The multi-legged metaphor was used technically by the philosopher Hilary Putnam. His point was that a multi-legged chair might be a little wobbly, but it will be robust.
This fits with my idea that history is an eclectic, all-inclusive discipline which should welcome all the tools that it can use, but which because of its eclecticism will never have the beautiful formalism of economics, much less physics or mathematics. Many of the components of history are more scientific and more formally successful than history itself (e.g. demographics, historical linguistics, economics), but the less-formal, less-scientific, less perfect discipline of history will be the final judge because it's the only one that includes all the factors. (As I've been saying the French historian Veyne argues that all of the social sciences are just semi-systematic tools of history).

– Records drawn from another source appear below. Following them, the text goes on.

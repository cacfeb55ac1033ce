//! Typed view of the `/analyze` response.
//!
//! The backend assembles this payload from an LLM pass plus post-processing,
//! so every field may be absent or null. Everything defaults rather than
//! failing deserialization; the renderer substitutes placeholders.

use serde::Deserialize;

#[derive(Debug, Clone, Deserialize)]
pub struct AnalyzeResponse {
    pub analysis_id: String,
    pub analysis: Analysis,
    #[serde(default)]
    pub page_count: u32,
}

#[derive(Debug, Clone, Default, Deserialize)]
pub struct Analysis {
    #[serde(default)]
    pub candidate_info: CandidateInfo,
    #[serde(default)]
    pub skill_analysis: SkillAnalysis,
    #[serde(default)]
    pub experience_analysis: ExperienceAnalysis,
    #[serde(default)]
    pub summary: String,
}

#[derive(Debug, Clone, Deserialize)]
pub struct CandidateInfo {
    #[serde(default = "not_specified")]
    pub candidate_name: String,
}

impl Default for CandidateInfo {
    fn default() -> Self {
        Self {
            candidate_name: not_specified(),
        }
    }
}

fn not_specified() -> String {
    "Not specified".to_string()
}

/// Score is computed from primary skills only; secondary skills feed the
/// profile feedback but never the score.
#[derive(Debug, Clone, Default, Deserialize)]
pub struct SkillAnalysis {
    #[serde(default)]
    pub match_score: u32,
    #[serde(default)]
    pub matching_skills: Vec<String>,
    #[serde(default)]
    pub missing_primary_skills: Vec<String>,
    #[serde(default)]
    pub matching_secondary_skills: Vec<String>,
    #[serde(default)]
    pub missing_secondary_skills: Vec<String>,
}

#[derive(Debug, Clone, Default, Deserialize)]
pub struct ExperienceAnalysis {
    #[serde(default)]
    pub positions: Vec<Position>,
    #[serde(default)]
    pub total_experience: String,
    #[serde(default)]
    pub experience_match: bool,
    #[serde(default)]
    pub frequent_hopper: bool,
    #[serde(default)]
    pub required_experience: String,
}

#[derive(Debug, Clone, Default, Deserialize)]
pub struct Position {
    #[serde(default)]
    pub company: String,
    #[serde(default)]
    pub title: String,
    /// Raw date range as written on the resume, e.g. "Jan 2020 - Mar 2022".
    #[serde(default)]
    pub duration: String,
    /// Normalized length, e.g. "2 years 2 months".
    #[serde(default)]
    pub duration_length: String,
    #[serde(default)]
    pub is_internship: bool,
    #[serde(default)]
    pub duration_missing: bool,
}

#[cfg(test)]
mod tests {
    use super::*;

    const FULL_PAYLOAD: &str = r#"{
        "analysis_id": "a-123",
        "analysis": {
            "candidate_info": { "candidate_name": "John Doe" },
            "skill_analysis": {
                "match_score": 75,
                "matching_skills": ["Python", "ML"],
                "missing_primary_skills": ["AWS"],
                "missing_secondary_skills": ["Docker"]
            },
            "experience_analysis": {
                "positions": [{
                    "company": "TechCorp",
                    "title": "ML Engineer",
                    "duration": "Jan 2020 - May 2022",
                    "duration_length": "2 years 5 months",
                    "is_internship": false,
                    "duration_missing": false
                }],
                "total_experience": "2 years 5 months",
                "experience_match": true,
                "frequent_hopper": false,
                "required_experience": "3-5"
            },
            "summary": "Strong profile."
        },
        "page_count": 2
    }"#;

    #[test]
    fn test_full_payload_parses() {
        let resp: AnalyzeResponse = serde_json::from_str(FULL_PAYLOAD).unwrap();
        assert_eq!(resp.analysis_id, "a-123");
        assert_eq!(resp.analysis.skill_analysis.match_score, 75);
        assert_eq!(resp.analysis.experience_analysis.positions.len(), 1);
        assert!(resp.analysis.experience_analysis.experience_match);
    }

    #[test]
    fn test_sparse_payload_defaults_everything() {
        let resp: AnalyzeResponse =
            serde_json::from_str(r#"{"analysis_id": "a-1", "analysis": {}}"#).unwrap();
        assert_eq!(resp.analysis.candidate_info.candidate_name, "Not specified");
        assert_eq!(resp.analysis.skill_analysis.match_score, 0);
        assert!(resp.analysis.experience_analysis.positions.is_empty());
        assert_eq!(resp.page_count, 0);
    }
}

The reasons why the study of history can be only very imperfectly scientized or formalized are several. One is simply the destruction by time of much of the key evidence. Another is the complexity of human societies -- "complexity" used to be thought of a mushy humanist cop-out excuse, but in last decades it's been given a scientific definition. Human societies are composites of somposites, composed of many interlocking subsystems which are themselves already complex (e.g. the biological, climatological and geographical environment). Last, history is open toward the future in a way which is contingent and not predictable ( and this kind of system, deterministic but not predictable, has also been formalized in the hard sciences.)
In a lot of ways the "science vs. the humanities" argument about history has been settled, since science has developed to the point that it can describe complexity and contingency. There's no longer any need for mystifications of the religious or literary type, and at the same time excessively ambitious deterministic and claims no longer have the appeal they once had. And at the same time, history is gaining a lot of new scientific tools.
I should add that the archaeologists' refusal of national comparisons began well before the seventies and was so rigid that it made a lot of their work almost impossible for historians to use. (I believe that this was called processual archaeology). All archaeological sites were described and compared entirely in archaeological terms, without any reference to what was known about history -- both insights from history and conjectures about the historical significance of archaeological findings were minimized. For example, the Hallstat and La Tene cultures in central Europe were almost certainly ancestral to the Celts, but some texts avoided the question entirely.
Earlier, archaeologists had tended to be wildly speculative, politicized, and normative, Gimbutas and V. Gordon Childe being vivid examples. But there was too much overkill in the reform.
I have responded to Razib in a blog entry of my own.